Recorded information section start

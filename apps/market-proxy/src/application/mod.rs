//! Application Layer - Use cases and port definitions.
//!
//! This layer contains the application services and the port interfaces
//! that define how the proxy talks to upstream providers.

/// Port interfaces for upstream providers.
pub mod ports;

/// Quote and advisor services.
pub mod services;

Recorded information section end

Work instruction » What you should produce is an exact restatement of all the material.

Your solution »
filename apps/market-proxy/src/application/mod.rs
//! Application Layer - Use cases and port definitions.
//!
//! This layer contains the application services and the port interfaces
//! that define how the proxy talks to upstream providers.

/// Port interfaces for upstream providers.
pub mod ports;

/// Quote and advisor services.
pub mod services;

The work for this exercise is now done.